22.9.14

Marxistas e cristãos

Continuação do assunto tratado em
“Porque Hoje é Domingo (55)”


Aquilo que o proprietário distribui pelos trabalhadores não é a sua riqueza – a sua terra. Esta permanecerá integralmente nas suas mãos. O que ele distribui é a riqueza que os trabalhadores produzem, fazendo uso dos meios do proprietário. São os trabalhadores, eles sim, colectivamente, que acrescentam riqueza! São eles os reais produtores

Portanto, o que o proprietário distribui em forma de “retribuição”, é aquilo que não lhe pertence e, ainda assim, só uma parte disso, visto que se apropria de outra parte para si.

Nesta distribuição da riqueza produzida pelo trabalho, entre os trabalhadores, o proprietário (dos meios de produção) e o Estado (através de impostos que supostamente voltam para a comunidade em forma de serviços e bens públicos), o que distingue o sistema socialista é que o propietário-capitalista não faz parte do sistema, logo a riqueza produzida reverte toda ela para os trabalhadores, de forma directa ou indirecta.

O socialismo assim entendido como o entendem os marxistas, não pode ignorar que há proprietários e há trabalhadores que escapam a esta lógica. Isto é: há proprietários que têm um papel positivo também na economia socialista, e há trabalhadores que não trabalham ou não o fazem em proporção com os seus rendimentos.

A primeira questão tem sido respondida caso a caso, país a país e de forma diferente em épocas diferentes. Por exemplo: actualmente, em Cuba, promove-se o trabalho por conta própria, "los cuentrapropistas" em alguns sectores de actividade que antes estavam interditos.

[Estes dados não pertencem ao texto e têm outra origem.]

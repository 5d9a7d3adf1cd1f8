//! The configuration model and its two access paths.
//!
//! A [`KitterConfig`] is a tree of optional style-override records, one
//! subtree per component kind. Consumers build one (typically by loading
//! the scaffolded `kitter.toml`) and install it exactly once at
//! application start; components read it at render time through a
//! [`RenderContext`](crate::RenderContext).
//!
//! Two access paths exist:
//!
//! - the **global store**: [`set_config`] installs the value process-wide
//!   into a set-once cell, [`global_config`] reads it (or the empty
//!   default when nothing was installed);
//! - the **scoped provider**: [`with_config`] supplies a configuration to
//!   everything that runs inside the closure, and [`scoped_config`] fails
//!   with [`KitterError::OutsideProvider`] when called outside such a
//!   scope, the stricter alternative for catching wiring mistakes at
//!   integration time.
//!
//! Absence is meaningful: a field left `None` falls through to the
//! component's built-in default, while an explicit empty string means
//! "use no class names". Subtrees never fall back to one another.

use std::cell::RefCell;
use std::fmt;
use std::fs;
use std::path::Path;
use std::sync::Arc;

use once_cell::sync::{Lazy, OnceCell};
use serde::{Deserialize, Serialize};

use crate::error::KitterError;

/// A CSS dimension: either a bare number of pixels or a literal CSS
/// string such as `"1000px"` or `"60ch"`.
#[derive(Debug, Clone, PartialEq, Serialize, Deserialize)]
#[serde(untagged)]
pub enum CssDimension {
    Pixels(f64),
    Value(String),
}

impl fmt::Display for CssDimension {
    fn fmt(&self, f: &mut fmt::Formatter<'_>) -> fmt::Result {
        match self {
            CssDimension::Pixels(px) => {
                if px.fract() == 0.0 {
                    write!(f, "{}px", *px as i64)
                } else {
                    write!(f, "{}px", px)
                }
            }
            CssDimension::Value(value) => f.write_str(value),
        }
    }
}

impl From<&str> for CssDimension {
    fn from(value: &str) -> Self {
        Self::Value(value.to_string())
    }
}

impl From<String> for CssDimension {
    fn from(value: String) -> Self {
        Self::Value(value)
    }
}

impl From<f64> for CssDimension {
    fn from(value: f64) -> Self {
        Self::Pixels(value)
    }
}

impl From<i32> for CssDimension {
    fn from(value: i32) -> Self {
        Self::Pixels(value as f64)
    }
}

/// Root configuration tree.
///
/// Loaded from `kitter.toml`; every field is optional and every subtree
/// is independent.
#[derive(Debug, Clone, Default, PartialEq, Serialize, Deserialize)]
#[serde(default)]
pub struct KitterConfig {
    pub styles: Styles,
}

/// Per-component-kind style overrides.
#[derive(Debug, Clone, Default, PartialEq, Serialize, Deserialize)]
#[serde(default)]
pub struct Styles {
    pub documentation: DocumentationStyle,
    pub scroll_to_top: ScrollToTopStyle,
    pub page: PageStyle,
    pub page_title: PageTitleStyle,
    pub page_description: PageDescriptionStyle,
    pub page_section: PageSectionStyle,
    pub document_contents: DocumentContentsStyle,
    pub color_swatch: ColorSwatchStyle,
    pub typography: TypographyStyle,
}

/// Overrides for the outer documentation wrapper.
#[derive(Debug, Clone, Default, PartialEq, Serialize, Deserialize)]
#[serde(default)]
pub struct DocumentationStyle {
    /// Classes appended after the wrapper's built-in classes.
    pub class_name: Option<String>,
    /// Maximum width of the page column.
    pub max_width: Option<CssDimension>,
}

/// Overrides for the scroll-to-top link.
#[derive(Debug, Clone, Default, PartialEq, Serialize, Deserialize)]
#[serde(default)]
pub struct ScrollToTopStyle {
    /// Classes appended to the label span.
    pub text_class_name: Option<String>,
    /// Classes appended to the icon.
    pub icon_class_name: Option<String>,
    /// Stroke color for the default chevron icon.
    pub icon_color: Option<String>,
    /// Replacement label text.
    pub text_override: Option<String>,
}

/// Overrides for pages.
#[derive(Debug, Clone, Default, PartialEq, Serialize, Deserialize)]
#[serde(default)]
pub struct PageStyle {
    /// Classes appended after the page's built-in classes.
    pub class_name: Option<String>,
    /// Vertically center page content.
    pub center: Option<bool>,
}

/// Overrides for page titles.
#[derive(Debug, Clone, Default, PartialEq, Serialize, Deserialize)]
#[serde(default)]
pub struct PageTitleStyle {
    pub class_name: Option<String>,
}

/// Overrides for page descriptions.
#[derive(Debug, Clone, Default, PartialEq, Serialize, Deserialize)]
#[serde(default)]
pub struct PageDescriptionStyle {
    pub class_name: Option<String>,
}

/// Overrides for page sections.
#[derive(Debug, Clone, Default, PartialEq, Serialize, Deserialize)]
#[serde(default)]
pub struct PageSectionStyle {
    /// Classes appended to the section title.
    pub title_class_name: Option<String>,
}

/// Overrides for the table of contents.
#[derive(Debug, Clone, Default, PartialEq, Serialize, Deserialize)]
#[serde(default)]
pub struct DocumentContentsStyle {
    /// Classes appended after the list's built-in classes.
    pub class_name: Option<String>,
}

/// Overrides for color swatches. These replace the built-in defaults
/// wholesale rather than appending to them.
#[derive(Debug, Clone, Default, PartialEq, Serialize, Deserialize)]
#[serde(default)]
pub struct ColorSwatchStyle {
    pub size: Option<String>,
    pub radius: Option<String>,
    pub shadow: Option<String>,
    pub label_style: Option<String>,
    pub color_code_style: Option<String>,
}

/// Overrides for typography samples. These replace the built-in defaults
/// wholesale rather than appending to them.
#[derive(Debug, Clone, Default, PartialEq, Serialize, Deserialize)]
#[serde(default)]
pub struct TypographyStyle {
    pub group_class_name: Option<String>,
    pub sample_title: Option<String>,
    pub sample_computed_styles: Option<String>,
}

impl KitterConfig {
    /// Loads a configuration from a TOML file.
    pub fn load(path: impl AsRef<Path>) -> Result<Self, KitterError> {
        let raw = fs::read_to_string(path)?;
        Ok(toml::from_str(&raw)?)
    }

    /// The fully-populated default configuration, the value the
    /// scaffolded starter file describes.
    ///
    /// Append-style class fields are present as empty strings (no extra
    /// classes); replace-style fields carry the built-in defaults.
    pub fn starter() -> Self {
        Self {
            styles: Styles {
                documentation: DocumentationStyle {
                    class_name: Some(String::new()),
                    max_width: Some(CssDimension::from("1000px")),
                },
                scroll_to_top: ScrollToTopStyle {
                    text_class_name: Some(String::new()),
                    icon_class_name: Some(String::new()),
                    icon_color: Some("black".to_string()),
                    text_override: Some("table of contents".to_string()),
                },
                page: PageStyle {
                    class_name: Some(String::new()),
                    center: Some(false),
                },
                page_title: PageTitleStyle {
                    class_name: Some(String::new()),
                },
                page_description: PageDescriptionStyle {
                    class_name: Some(String::new()),
                },
                page_section: PageSectionStyle {
                    title_class_name: Some(String::new()),
                },
                document_contents: DocumentContentsStyle {
                    class_name: Some(String::new()),
                },
                color_swatch: ColorSwatchStyle {
                    size: Some("w-16 h-16".to_string()),
                    radius: Some("rounded-lg".to_string()),
                    shadow: Some("shadow-md".to_string()),
                    label_style: Some("font-mono".to_string()),
                    color_code_style: Some("font-mono text-sm text-fg-light".to_string()),
                },
                typography: TypographyStyle {
                    group_class_name: Some("w-full".to_string()),
                    sample_title: Some("font-mono text-sm".to_string()),
                    sample_computed_styles: Some("font-mono text-sm text-fg-light".to_string()),
                },
            },
        }
    }
}

static CONFIG: OnceCell<Arc<KitterConfig>> = OnceCell::new();

static EMPTY: Lazy<Arc<KitterConfig>> = Lazy::new(|| Arc::new(KitterConfig::default()));

/// Installs the process-wide configuration.
///
/// The store is a set-once cell: the first call wins and every later
/// call fails with [`KitterError::ConfigAlreadySet`]. Install at
/// application start, before anything renders.
pub fn set_config(config: KitterConfig) -> Result<(), KitterError> {
    CONFIG
        .set(Arc::new(config))
        .map_err(|_| KitterError::ConfigAlreadySet)
}

/// Returns the installed configuration, or the empty default if none was
/// installed. Never fails.
pub fn global_config() -> Arc<KitterConfig> {
    CONFIG.get().cloned().unwrap_or_else(|| EMPTY.clone())
}

thread_local! {
    static SCOPE: RefCell<Vec<Arc<KitterConfig>>> = RefCell::new(Vec::new());
}

struct ScopeGuard;

impl Drop for ScopeGuard {
    fn drop(&mut self) {
        SCOPE.with(|scope| {
            scope.borrow_mut().pop();
        });
    }
}

/// Runs `f` with `config` as the scoped configuration.
///
/// Scopes nest; the innermost provider wins. If a global configuration
/// is also installed and differs from the provided one, the disagreement
/// is logged; the two paths must not silently diverge within one
/// rendered tree.
pub fn with_config<R>(config: KitterConfig, f: impl FnOnce() -> R) -> R {
    let config = Arc::new(config);

    if let Some(installed) = CONFIG.get() {
        if **installed != *config {
            log::warn!(
                "scoped configuration differs from the installed global configuration"
            );
        }
    }

    SCOPE.with(|scope| scope.borrow_mut().push(config));
    let _guard = ScopeGuard;
    f()
}

/// Returns the innermost scoped configuration.
///
/// Fails with [`KitterError::OutsideProvider`] when no [`with_config`]
/// scope is active on this thread.
pub fn scoped_config() -> Result<Arc<KitterConfig>, KitterError> {
    SCOPE
        .with(|scope| scope.borrow().last().cloned())
        .ok_or(KitterError::OutsideProvider)
}

#[cfg(test)]
mod tests {
    use super::*;

    #[test]
    fn test_scoped_read_outside_provider_fails() {
        let err = scoped_config().unwrap_err();
        assert!(matches!(err, KitterError::OutsideProvider));
    }

    #[test]
    fn test_scoped_read_inside_provider() {
        let mut config = KitterConfig::default();
        config.styles.page.center = Some(true);

        let center = with_config(config, || {
            scoped_config().unwrap().styles.page.center
        });
        assert_eq!(center, Some(true));
    }

    #[test]
    fn test_scopes_nest_innermost_wins() {
        let mut outer = KitterConfig::default();
        outer.styles.page.class_name = Some("outer".to_string());
        let mut inner = KitterConfig::default();
        inner.styles.page.class_name = Some("inner".to_string());

        with_config(outer, || {
            let observed = with_config(inner, || {
                scoped_config().unwrap().styles.page.class_name.clone()
            });
            assert_eq!(observed.as_deref(), Some("inner"));

            let restored = scoped_config().unwrap().styles.page.class_name.clone();
            assert_eq!(restored.as_deref(), Some("outer"));
        });
    }

    #[test]
    fn test_scope_pops_on_exit() {
        with_config(KitterConfig::default(), || {});
        assert!(scoped_config().is_err());
    }

    #[test]
    fn test_missing_subtrees_deserialize_as_absent() {
        let config: KitterConfig =
            toml::from_str("[styles.page]\ncenter = true\n").unwrap();
        assert_eq!(config.styles.page.center, Some(true));
        assert_eq!(config.styles.page.class_name, None);
        assert_eq!(config.styles.documentation.max_width, None);
    }

    #[test]
    fn test_max_width_accepts_string_or_number() {
        let from_string: KitterConfig =
            toml::from_str("[styles.documentation]\nmax_width = \"60ch\"\n").unwrap();
        assert_eq!(
            from_string.styles.documentation.max_width,
            Some(CssDimension::Value("60ch".to_string()))
        );

        let from_number: KitterConfig =
            toml::from_str("[styles.documentation]\nmax_width = 800\n").unwrap();
        assert_eq!(
            from_number.styles.documentation.max_width,
            Some(CssDimension::Pixels(800.0))
        );
    }

    #[test]
    fn test_dimension_display() {
        assert_eq!(CssDimension::from(1000).to_string(), "1000px");
        assert_eq!(CssDimension::Pixels(250.5).to_string(), "250.5px");
        assert_eq!(CssDimension::from("60ch").to_string(), "60ch");
    }

    #[test]
    fn test_empty_string_is_distinct_from_absent() {
        let config: KitterConfig =
            toml::from_str("[styles.page]\nclass_name = \"\"\n").unwrap();
        assert_eq!(config.styles.page.class_name.as_deref(), Some(""));
    }
}
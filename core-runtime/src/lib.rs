//! # Core Runtime Module
//!
//! Provides foundational runtime infrastructure for the sync core:
//! - Logging and tracing infrastructure
//! - Event bus system
//!
//! ## Overview
//!
//! This crate contains the core runtime utilities that other modules depend
//! on. It establishes the logging conventions and event broadcasting
//! mechanisms used throughout the system.

pub mod error;
pub mod events;
pub mod logging;

pub use error::{Error, Result};
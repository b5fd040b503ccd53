//! # Queue Processing Loop
//!
//! Single-pass, at-most-one-in-flight draining of the operation queue.
//!
//! ## Overview
//!
//! A pass takes the ready items in priority order and runs them
//! sequentially. An item whose retry budget is already exhausted is
//! discarded without another attempt; the rest resolve a handler, execute,
//! and record the outcome. Handler failures are stringified into the item's
//! `last_error` and reschedule the item as Failed; they never escape the
//! pass, so one bad item cannot abort the rest.
//!
//! An atomic compare-exchange guard keeps passes from overlapping; a second
//! caller gets a zeroed [`PassReport`] instead of waiting.

use std::sync::atomic::{AtomicBool, Ordering};
use std::sync::Arc;
use std::time::Instant;

use bridge_traits::time::Clock;
use core_runtime::events::{CoreEvent, EventBus, QueueEvent};
use tokio::sync::RwLock;
use tracing::{debug, info, warn};

use crate::backoff::BackoffPolicy;
use crate::error::{Result, SyncError};
use crate::handler::HandlerRegistry;
use crate::item::OperationStatus;
use crate::metrics::SyncMetrics;
use crate::queue::OperationQueue;

/// Outcome counts for one processing pass
#[derive(Debug, Clone, Copy, Default, PartialEq, Eq)]
pub struct PassReport {
    /// Items attempted
    pub total: u64,
    /// Items that completed
    pub succeeded: u64,
    /// Items that failed and remain queued
    pub failed: u64,
    /// Items discarded for exhausting their retry budget
    pub discarded: u64,
}

/// Drains the operation queue one pass at a time
pub struct QueueProcessor {
    queue: Arc<OperationQueue>,
    registry: Arc<RwLock<HandlerRegistry>>,
    backoff: std::sync::RwLock<BackoffPolicy>,
    clock: Arc<dyn Clock>,
    metrics: Arc<SyncMetrics>,
    online: Arc<AtomicBool>,
    in_flight: AtomicBool,
    event_bus: Option<EventBus>,
}

impl QueueProcessor {
    pub fn new(
        queue: Arc<OperationQueue>,
        registry: Arc<RwLock<HandlerRegistry>>,
        backoff: BackoffPolicy,
        clock: Arc<dyn Clock>,
        metrics: Arc<SyncMetrics>,
        online: Arc<AtomicBool>,
        event_bus: Option<EventBus>,
    ) -> Self {
        Self {
            queue,
            registry,
            backoff: std::sync::RwLock::new(backoff),
            clock,
            metrics,
            online,
            in_flight: AtomicBool::new(false),
            event_bus,
        }
    }

    /// Replace the backoff policy used for subsequent failures
    pub fn set_backoff(&self, policy: BackoffPolicy) {
        *self.backoff.write().unwrap() = policy;
    }

    /// Update the connectivity flag consulted before each pass
    pub fn set_online(&self, online: bool) {
        self.online.store(online, Ordering::SeqCst);
    }

    pub fn is_online(&self) -> bool {
        self.online.load(Ordering::SeqCst)
    }

    /// Run one processing pass.
    ///
    /// Zeroed no-op when offline, when a pass is already in flight, or when
    /// nothing is ready.
    pub async fn process_queue(&self) -> PassReport {
        if !self.is_online() {
            debug!("Skipping processing pass, device is offline");
            return PassReport::default();
        }
        self.run_guarded_pass().await
    }

    /// Run one pass regardless of the auto-processing schedule.
    ///
    /// Unlike [`process_queue`](Self::process_queue), being offline is an
    /// explicit error here so interactive callers can surface it.
    pub async fn force_process(&self) -> Result<PassReport> {
        if !self.is_online() {
            return Err(SyncError::Offline);
        }
        Ok(self.run_guarded_pass().await)
    }

    async fn run_guarded_pass(&self) -> PassReport {
        // At most one pass in flight; losers get a zeroed report
        if self
            .in_flight
            .compare_exchange(false, true, Ordering::SeqCst, Ordering::SeqCst)
            .is_err()
        {
            debug!("Processing pass already in flight");
            return PassReport::default();
        }

        let report = self.run_pass().await;
        self.in_flight.store(false, Ordering::SeqCst);
        report
    }

    async fn run_pass(&self) -> PassReport {
        let ready = self.queue.ready_items().await;
        if ready.is_empty() {
            return PassReport::default();
        }

        info!(ready_count = ready.len(), "Starting processing pass");
        let mut report = PassReport {
            total: ready.len() as u64,
            ..PassReport::default()
        };

        for item in ready {
            // Exhaustion is judged at pickup so the pass that observed the
            // final failure left the item Failed with its full retry count
            if !item.can_retry() {
                self.queue
                    .update_status(item.id, OperationStatus::Discarded, None)
                    .await;
                self.metrics.record_discard(item.priority);
                report.discarded += 1;
                warn!(
                    operation_id = %item.id,
                    retry_count = item.retry_count,
                    max_retries = item.max_retries,
                    "Retry budget exhausted, discarding operation"
                );
                self.emit(QueueEvent::OperationDiscarded {
                    operation_id: item.id.as_str(),
                    kind: item.kind.as_str().to_string(),
                    retry_count: item.retry_count,
                });
                continue;
            }

            self.queue
                .update_status(item.id, OperationStatus::Processing, None)
                .await;

            let handler = {
                let registry = self.registry.read().await;
                registry.resolve(item.kind, &item.collection)
            };

            let started = Instant::now();
            let outcome = match handler {
                Some(handler) => handler.execute(&item).await,
                None => {
                    debug!(
                        operation_id = %item.id,
                        kind = item.kind.as_str(),
                        collection = %item.collection,
                        "No handler registered, treating as success"
                    );
                    Ok(true)
                }
            };
            self.metrics
                .record_attempt(started.elapsed().as_millis() as u64);

            match outcome {
                Ok(true) => {
                    self.queue
                        .update_status(item.id, OperationStatus::Completed, None)
                        .await;
                    self.metrics.record_success(item.priority);
                    report.succeeded += 1;
                    debug!(operation_id = %item.id, "Operation completed");
                    self.emit(QueueEvent::OperationCompleted {
                        operation_id: item.id.as_str(),
                        kind: item.kind.as_str().to_string(),
                        attempts: item.retry_count + 1,
                    });
                }
                failure => {
                    let message = match failure {
                        Err(e) => e.to_string(),
                        _ => "handler reported failure".to_string(),
                    };
                    let next_eligible_at = {
                        let backoff = self.backoff.read().unwrap();
                        backoff.next_eligible_at(self.clock.now(), item.retry_count + 1)
                    };

                    let Some(updated) = self
                        .queue
                        .fail_attempt(item.id, message.clone(), next_eligible_at)
                        .await
                    else {
                        continue;
                    };

                    self.metrics.record_failure(item.priority);
                    report.failed += 1;
                    warn!(
                        operation_id = %item.id,
                        retry_count = updated.retry_count,
                        max_retries = updated.max_retries,
                        error = %message,
                        "Operation failed, will retry"
                    );
                    self.emit(QueueEvent::OperationFailed {
                        operation_id: item.id.as_str(),
                        kind: item.kind.as_str().to_string(),
                        retry_count: updated.retry_count,
                        message,
                    });
                }
            }
        }

        info!(
            total = report.total,
            succeeded = report.succeeded,
            failed = report.failed,
            discarded = report.discarded,
            "Processing pass finished"
        );
        self.emit(QueueEvent::PassFinished {
            total: report.total,
            succeeded: report.succeeded,
            failed: report.failed,
            discarded: report.discarded,
        });
        report
    }

    fn emit(&self, event: QueueEvent) {
        if let Some(bus) = &self.event_bus {
            bus.emit(CoreEvent::Queue(event)).ok();
        }
    }
}
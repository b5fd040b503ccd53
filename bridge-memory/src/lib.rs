//! # In-Memory Bridge Implementations
//!
//! Volatile implementations of the host bridge traits.
//!
//! ## Overview
//!
//! This crate provides in-memory stand-ins for every bridge the sync core
//! consumes: a collection store, a settings store, a manually driven
//! connectivity monitor, and a manually advanced clock. They back the test
//! suites of the core crates and can serve short-lived hosts that do not
//! need durability.
//!
//! ## Usage
//!
//! ```ignore
//! use bridge_memory::{ManualClock, ManualConnectivityMonitor, MemoryCollectionStore};
//!
//! let store = MemoryCollectionStore::new();
//! let monitor = ManualConnectivityMonitor::offline();
//! let clock = ManualClock::starting_now();
//! ```

pub mod connectivity;
pub mod store;
pub mod time;

pub use connectivity::ManualConnectivityMonitor;
pub use store::{MemoryCollectionStore, MemorySettingsStore};
pub use time::ManualClock;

Talvez se possa dizer que o socialismo moderno tende a consentir na propriedade privada dos meios de produção conforme a dimensão destes e a sua importância estratégica para a economia nacional. Água, electricidade, comunicações e banca, muito dificilmente se enquadram no grupo de actividades privadas no sistema socialista.


A segunda questão, a retribuição dos trabalhadores, é a que se prende com a parábola de Jesus que invoquei no artigo anterior “Porque Hoje é Domingo (55)”! É a questão de saber os critérios de distribuição da riqueza produzida.

O critério subjectivo do proprietário, apresentado na parábola e aprovado por Jesus, é completamente injusto e incoerente, porque beneficia os que trabalham menos, com o esforço dos que trabalham mais – é uma forma de exploração de uns trabalhadores por outros trabalhadores.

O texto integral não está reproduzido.